Unlike NumPy in-place operations such as x[idx] += y, if multiple indices refer to the same location, all updates will be applied (NumPy would only apply the last update, rather than applying all updates.) The order in which conflicting updates are applied is implementation-defined and may be nondeterministic (e.g., due to concurrency on some hardware platforms).

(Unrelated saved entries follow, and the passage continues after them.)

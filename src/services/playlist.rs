//! M3U playlist parser.
//!
//! Turns loosely-structured playlist text into typed channel records and
//! a catalogue of the group names in use. Pure and total: malformed lines
//! are skipped, never raised.

use regex::Regex;
use serde::{Deserialize, Serialize};
use std::collections::{HashMap, HashSet};

use super::channel_types::{Channel, DEFAULT_GROUP, UNKNOWN_CHANNEL_NAME};

#[derive(Debug, Clone, Serialize, Deserialize)]
#[serde(rename_all = "camelCase")]
pub struct M3uParseResult {
    pub channels: Vec<Channel>,
    /// Deduplicated group names in use, sorted ascending.
    pub groups: Vec<String>,
}

/// Attributes collected from a single `#EXTINF:` line, held until the
/// matching URL line arrives.
#[derive(Debug, Clone)]
struct PendingEntry {
    tvg_id: Option<String>,
    tvg_name: Option<String>,
    tvg_logo: Option<String>,
    group_title: String,
    channel_name: String,
}

/// Case-insensitive `key="value"` matchers for the EXTINF attributes we
/// care about. Compiled once per parse.
struct ExtinfPatterns {
    tvg_id: Regex,
    tvg_name: Regex,
    tvg_logo: Regex,
    group_title: Regex,
}

impl ExtinfPatterns {
    fn new() -> Self {
        Self {
            tvg_id: attr_pattern("tvg-id"),
            tvg_name: attr_pattern("tvg-name"),
            tvg_logo: attr_pattern("tvg-logo"),
            group_title: attr_pattern("group-title"),
        }
    }
}

fn attr_pattern(key: &str) -> Regex {
    Regex::new(&format!(r#"(?i){}="([^"]*)""#, key)).unwrap()
}

/// Extract an attribute value; empty values count as absent.
fn extract_attribute(pattern: &Regex, line: &str) -> Option<String> {
    pattern
        .captures(line)
        .map(|captures| captures[1].to_string())
        .filter(|value| !value.is_empty())
}

fn parse_extinf_line(line: &str, patterns: &ExtinfPatterns) -> PendingEntry {
    // Attribute values may themselves contain commas; only the final
    // comma delimits the display name.
    let channel_name = line
        .rfind(',')
        .map(|pos| line[pos + 1..].trim().to_string())
        .unwrap_or_default();

    PendingEntry {
        tvg_id: extract_attribute(&patterns.tvg_id, line),
        tvg_name: extract_attribute(&patterns.tvg_name, line),
        tvg_logo: extract_attribute(&patterns.tvg_logo, line),
        group_title: extract_attribute(&patterns.group_title, line)
            .unwrap_or_else(|| DEFAULT_GROUP.to_string()),
        channel_name,
    }
}

/// Stable channel id: the explicit `tvg-id` when present, otherwise a
/// rolling hash of the stream URL. The same playlist re-parsed yields
/// the same ids.
fn derive_channel_id(url: &str, tvg_id: Option<&str>) -> String {
    if let Some(id) = tvg_id {
        return id.to_string();
    }

    let mut hash: i32 = 0;
    for unit in url.encode_utf16() {
        hash = hash
            .wrapping_shl(5)
            .wrapping_sub(hash)
            .wrapping_add(unit as i32);
    }
    format!("channel_{:x}", hash.unsigned_abs())
}

fn build_channel(url: &str, entry: PendingEntry) -> Channel {
    let name = if !entry.channel_name.is_empty() {
        entry.channel_name.clone()
    } else if let Some(tvg_name) = entry.tvg_name.clone() {
        tvg_name
    } else {
        UNKNOWN_CHANNEL_NAME.to_string()
    };

    Channel {
        id: derive_channel_id(url, entry.tvg_id.as_deref()),
        name,
        url: url.to_string(),
        logo: entry.tvg_logo,
        group: entry.group_title,
        tvg_id: entry.tvg_id,
        tvg_name: entry.tvg_name,
    }
}

/// Parse M3U content into channels and the set of group names in use.
///
/// Single top-to-bottom scan. A `#EXTINF:` line opens (or replaces) a
/// pending entry; the next `http://`/`https://` line closes it and emits
/// one channel. URL lines with no open entry are dropped, as are blank
/// lines, the `#EXTM3U` marker, and unrecognized directives.
pub fn parse_m3u(content: &str) -> M3uParseResult {
    let patterns = ExtinfPatterns::new();

    let mut channels: Vec<Channel> = Vec::new();
    let mut index_by_id: HashMap<String, usize> = HashMap::new();
    let mut groups: HashSet<String> = HashSet::new();
    let mut pending: Option<PendingEntry> = None;

    for raw_line in content.lines() {
        let line = raw_line.trim();

        if line.is_empty() {
            continue;
        }

        if line.starts_with("#EXTM3U") {
            continue;
        }

        if line.starts_with("#EXTINF:") {
            pending = Some(parse_extinf_line(line, &patterns));
            continue;
        }

        if line.starts_with('#') {
            continue;
        }

        if line.starts_with("http://") || line.starts_with("https://") {
            if let Some(entry) = pending.take() {
                let channel = build_channel(line, entry);
                groups.insert(channel.group.clone());

                match index_by_id.get(&channel.id).copied() {
                    // Duplicate id: last-seen wins
                    Some(index) => channels[index] = channel,
                    None => {
                        index_by_id.insert(channel.id.clone(), channels.len());
                        channels.push(channel);
                    }
                }
            }
        }
    }

    let mut groups: Vec<String> = groups.into_iter().collect();
    groups.sort();

    M3uParseResult { channels, groups }
}
//! Process-wide channel availability map.
//!
//! Written only by the availability prober; the UI layer reads statuses
//! and may subscribe to per-channel updates.

use serde::{Deserialize, Serialize};
use std::collections::HashMap;
use std::sync::Arc;
use tokio::sync::{broadcast, RwLock};

use super::channel_types::ChannelStatus;

/// A single status change, delivered to subscribers as it is published.
#[derive(Debug, Clone, Serialize, Deserialize)]
#[serde(rename_all = "camelCase")]
pub struct StatusUpdate {
    pub channel_id: String,
    pub status: ChannelStatus,
}

const EVENT_CHANNEL_CAPACITY: usize = 256;

#[derive(Debug, Clone)]
pub struct StatusStore {
    statuses: Arc<RwLock<HashMap<String, ChannelStatus>>>,
    events: broadcast::Sender<StatusUpdate>,
}

impl StatusStore {
    pub fn new() -> Self {
        let (events, _) = broadcast::channel(EVENT_CHANNEL_CAPACITY);
        Self {
            statuses: Arc::new(RwLock::new(HashMap::new())),
            events,
        }
    }

    /// Current status for a channel; channels never probed are `Unknown`.
    pub async fn get(&self, channel_id: &str) -> ChannelStatus {
        self.statuses
            .read()
            .await
            .get(channel_id)
            .copied()
            .unwrap_or_default()
    }

    pub async fn snapshot(&self) -> HashMap<String, ChannelStatus> {
        self.statuses.read().await.clone()
    }

    /// Subscribe to status updates. Subscribers interested in a single
    /// row filter by `channel_id`.
    pub fn subscribe(&self) -> broadcast::Receiver<StatusUpdate> {
        self.events.subscribe()
    }

    pub(crate) async fn set(&self, channel_id: &str, status: ChannelStatus) {
        self.statuses
            .write()
            .await
            .insert(channel_id.to_string(), status);
        // No subscribers is fine
        let _ = self.events.send(StatusUpdate {
            channel_id: channel_id.to_string(),
            status,
        });
    }

    #[allow(dead_code)]
    pub(crate) async fn set_many(&self, updates: HashMap<String, ChannelStatus>) {
        let mut statuses = self.statuses.write().await;
        for (channel_id, status) in updates {
            statuses.insert(channel_id.clone(), status);
            let _ = self.events.send(StatusUpdate { channel_id, status });
        }
    }

    pub(crate) async fn clear(&self) {
        self.statuses.write().await.clear();
    }
}

impl Default for StatusStore {
    fn default() -> Self {
        Self::new()
    }
}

By default, JAX assumes that all indices are in-bounds. There is experimental support for giving more precise semantics to out-of-bounds indexed accesses, via the mode parameter to functions such as get and set. Valid values for mode include "clip", which means that out-of-bounds indices will be clamped into range, and "fill"/"drop", which are aliases and mean that out-of-bounds reads will be filled with a scalar fill_value, and out-of-bounds writes will be discarded.

Indexed update functions (deprecated)

The following functions are aliases for the x.at[idx].set(y) style operators. Use the x.at[idx] operators instead.

index

Helper object for building indexes for indexed update functions.

index_update(x, idx, y[, ...])

Pure equivalent of x[idx] = y.

index_add(x, idx, y[, indices_are_sorted, ...])

Pure equivalent of x[idx] += y.

index_mul(x, idx, y[, indices_are_sorted, ...])

Pure equivalent of x[idx] *= y.

index_min(x, idx, y[, indices_are_sorted, ...])

Pure equivalent of x[idx] = minimum(x[idx], y).

index_max(x, idx, y[, indices_are_sorted, ...])

Pure equivalent of x[idx] = maximum(x[idx], y).

Other operators

segment_max(data, segment_ids[, ...])

Computes the maximum within segments of an array.

segment_min(data, segment_ids[, ...])

Computes the minimum within segments of an array.

segment_prod(data, segment_ids[, ...])

Computes the product within segments of an array.

segment_sum(data, segment_ids[, ...])

Computes the sum within segments of an array.